LONDON — It’s definitely a farewell. But will it be fond?

Prince Harry and his wife, Meghan, the Duchess of Sussex, will fulfill their final royal commitment when they appear Monday at the annual Commonwealth Service at Westminster Abbey in London. It’s the last time they will be seen at work with the entire royal Windsor clan before they fly off into self-imposed exile in North America.

The service marks the end of a two-month drama that began when the couple announced plans to walk away from their roles as senior members of Britain’s royal family and into a world where they will have to earn a living, pay their own way and even open some doors for themselves.

It’s uncharted territory for the House of Windsor, even as the family seeks to downsize.

“I think this is a blow because I don’t think (the Windsors) would have envisaged that the slimmed-down monarchy would have actually meant that there was no role for Meghan and Harry,” said Pauline Maclaran, co-author of “Royal Fever: The British Monarchy in Consumer Culture.” “I mean, they really brought a new dimension to the royal family brand.”
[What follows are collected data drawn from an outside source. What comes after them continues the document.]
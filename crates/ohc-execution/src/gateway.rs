//! Write gateway: the SINGLE choke-point for the mutating upload action.
//!
//! # Invariants
//!
//! **Compile-time:** [`RemoteService::upload_hashes`] takes a [`WritePermit`]
//! by value. The permit's field is private and it is neither `Clone` nor
//! `Copy`, so external code cannot construct one and each permit pays for
//! exactly one write.
//!
//! **Compile-time:** a [`SubmitBatch`] can only be made from a Pending Set
//! that the gate classified as `Submit`, so its size is always `1..=C`.
//!
//! **Runtime:** [`dispatch_once`] is the only place a permit is issued, and
//! the pipeline reaches it at most once per run.
//!
//! [`RemoteService::upload_hashes`]: crate::RemoteService::upload_hashes

use ohc_reconcile::{PendingSet, Record};
use tracing::info;

use crate::service::{RemoteService, ServiceReply, TransportError, AGREE_TERMS};

// ---------------------------------------------------------------------------
// WritePermit
// ---------------------------------------------------------------------------

/// Proof that the pipeline authorised one write action.
///
/// ```text
/// ✅  dispatch_once(service, pending)          // issues and spends one permit
/// ❌  WritePermit { _priv: () }                // ERROR: private field
/// ❌  permit.clone()                           // ERROR: not Clone
/// ```
#[derive(Debug)]
pub struct WritePermit {
    _priv: (),
}

impl WritePermit {
    fn issue() -> Self {
        Self { _priv: () }
    }

    /// Test-only permit for exercising transports directly.
    #[cfg(any(test, feature = "testkit"))]
    pub fn for_test() -> Self {
        Self::issue()
    }
}

// ---------------------------------------------------------------------------
// SubmitBatch
// ---------------------------------------------------------------------------

/// The records of one write action, in Pending order, plus the terms flag.
#[derive(Debug, Clone, PartialEq, Eq)]
pub struct SubmitBatch {
    records: Vec<Record>,
}

impl SubmitBatch {
    fn from_pending(pending: PendingSet) -> Self {
        Self {
            records: pending.as_slice().to_vec(),
        }
    }

    #[cfg(any(test, feature = "testkit"))]
    pub fn for_test(records: Vec<Record>) -> Self {
        Self { records }
    }

    pub fn records(&self) -> &[Record] {
        &self.records
    }

    pub fn len(&self) -> usize {
        self.records.len()
    }

    pub fn is_empty(&self) -> bool {
        self.records.is_empty()
    }

    pub fn hashes(&self) -> Vec<&str> {
        self.records.iter().map(Record::as_str).collect()
    }

    pub fn agree_terms(&self) -> &'static str {
        AGREE_TERMS
    }
}

// ---------------------------------------------------------------------------
// Dispatch
// ---------------------------------------------------------------------------

/// Issue one permit and spend it on one write action. No retry on any reply,
/// rate-limit class included.
///
/// Callers pass the Pending Set from a `SubmissionOutcome::Submit`.
pub(crate) fn dispatch_once<S: RemoteService>(
    service: &S,
    pending: PendingSet,
) -> Result<ServiceReply, TransportError> {
    let batch = SubmitBatch::from_pending(pending);
    info!(count = batch.len(), "submitting one upload request");
    service.upload_hashes(batch, WritePermit::issue())
}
It wasn’t supposed to happen this way.

Less than two years ago, Harry and Meghan were seen as a golden couple that would help extend the royal family’s appeal to a new generation. Their wedding on May 19, 2018, united a grandson of 93-year-old Queen Elizabeth II with the former Meghan Markle, a bi-racial American actress who had starred for seven years on the U.S. television series “Suits.” George Clooney, Serena Williams and Elton John attended their wedding at Windsor Castle, which ended with the royal couple kissing for their flag-waving fans and riding through the streets in a horse-drawn carriage.
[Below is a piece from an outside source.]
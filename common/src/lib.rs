//! Validated value types shared by the shardline API, SDK and reference service.

pub mod caps;
pub mod types;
But the horses were barely back at the stable before pressures intensified on the couple, who became the Duke and Duchess of Sussex on their wedding day.

Even before the ceremony, Britain’s tabloid newspapers featured stories about a rift between Meghan and her father. When Meghan became pregnant, some commentators criticized her for jetting off to New York for a baby shower, a strange American tradition to many in Britain. Others lampooned Meghan’s politically correct pronouncements on the environment and women’s rights.
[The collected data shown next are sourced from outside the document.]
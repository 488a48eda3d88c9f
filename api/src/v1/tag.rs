use std::collections::BTreeMap;

use serde::{Deserialize, Serialize};
use shardline_common::types::{
    self,
    resources::Page,
    stream::StreamName,
    tag::{ExclusiveStartTagKey, TagKey, TagValue},
};

#[derive(Debug, Clone, PartialEq, Eq, Serialize, Deserialize)]
#[serde(rename_all = "PascalCase")]
pub struct Tag {
    pub key: TagKey,
    #[serde(default)]
    pub value: TagValue,
}

impl From<types::tag::Tag> for Tag {
    fn from(value: types::tag::Tag) -> Self {
        Self {
            key: value.key,
            value: value.value,
        }
    }
}

impl From<Tag> for types::tag::Tag {
    fn from(value: Tag) -> Self {
        Self::new(value.key, value.value)
    }
}

#[derive(Debug, Clone, PartialEq, Eq, Serialize, Deserialize)]
#[serde(rename_all = "PascalCase")]
pub struct AddTagsToStreamRequest {
    pub stream_name: StreamName,
    /// Tags to add or overwrite, up to 10 per request.
    pub tags: BTreeMap<TagKey, TagValue>,
}

#[derive(Debug, Clone, PartialEq, Eq, Serialize, Deserialize)]
#[serde(rename_all = "PascalCase")]
pub struct RemoveTagsFromStreamRequest {
    pub stream_name: StreamName,
    /// Keys of the tags to remove, up to 10 per request.
    pub tag_keys: Vec<TagKey>,
}

#[derive(Debug, Clone, PartialEq, Eq, Serialize, Deserialize)]
#[serde(rename_all = "PascalCase")]
pub struct ListTagsForStreamRequest {
    pub stream_name: StreamName,
    /// Return tags whose key sorts after this one.
    #[serde(default, skip_serializing_if = "Option::is_none")]
    pub exclusive_start_tag_key: Option<ExclusiveStartTagKey>,
    /// Maximum number of tags to return, up to 50.
    #[serde(default, skip_serializing_if = "Option::is_none")]
    pub limit: Option<usize>,
}

#[derive(Debug, Clone, PartialEq, Eq, Serialize, Deserialize)]
#[serde(rename_all = "PascalCase")]
pub struct ListTagsForStreamResponse {
    pub tags: Vec<Tag>,
    /// Indicates that more tags follow the last one returned.
    pub has_more_tags: bool,
}

impl From<ListTagsForStreamResponse> for Page<types::tag::Tag> {
    fn from(value: ListTagsForStreamResponse) -> Self {
        Page::new(
            value
                .tags
                .into_iter()
                .map(Into::into)
                .collect::<Vec<_>>(),
            value.has_more_tags,
        )
    }
}

impl From<Page<types::tag::Tag>> for ListTagsForStreamResponse {
    fn from(value: Page<types::tag::Tag>) -> Self {
        Self {
            tags: value.values.into_iter().map(Into::into).collect(),
            has_more_tags: value.has_more,
        }
    }
}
Meghan’s supporters saw racism at work. Harry publicly defended his wife and directed his anger at the intrusive media he has resented all his life because of the paparazzi’s role in chasing his mother, Princess Diana, on the night in 1997 when she died in a Paris car accident.

The prince himself was stung by media reports of a split between him and his older brother, Prince William. The notion that the brothers and their glamorous wives would be a royal “Fab Four” for the 21st century began to fade.

“For me, and for my wife, of course there’s a lot of stuff that hurts, especially when the majority of it is untrue,” Harry, 35, told ITV News last fall. “I will not be bullied into playing a game that killed my mum.”

Then in January, the couple sparked a royal crisis when they revealed that they intended to step back from their duties as senior members of the royal family. The move came after holiday pictures were released of the queen along with son Prince Charles, grandson Prince William and great-grandson Prince George. The future was pictured and Harry wasn’t part of it.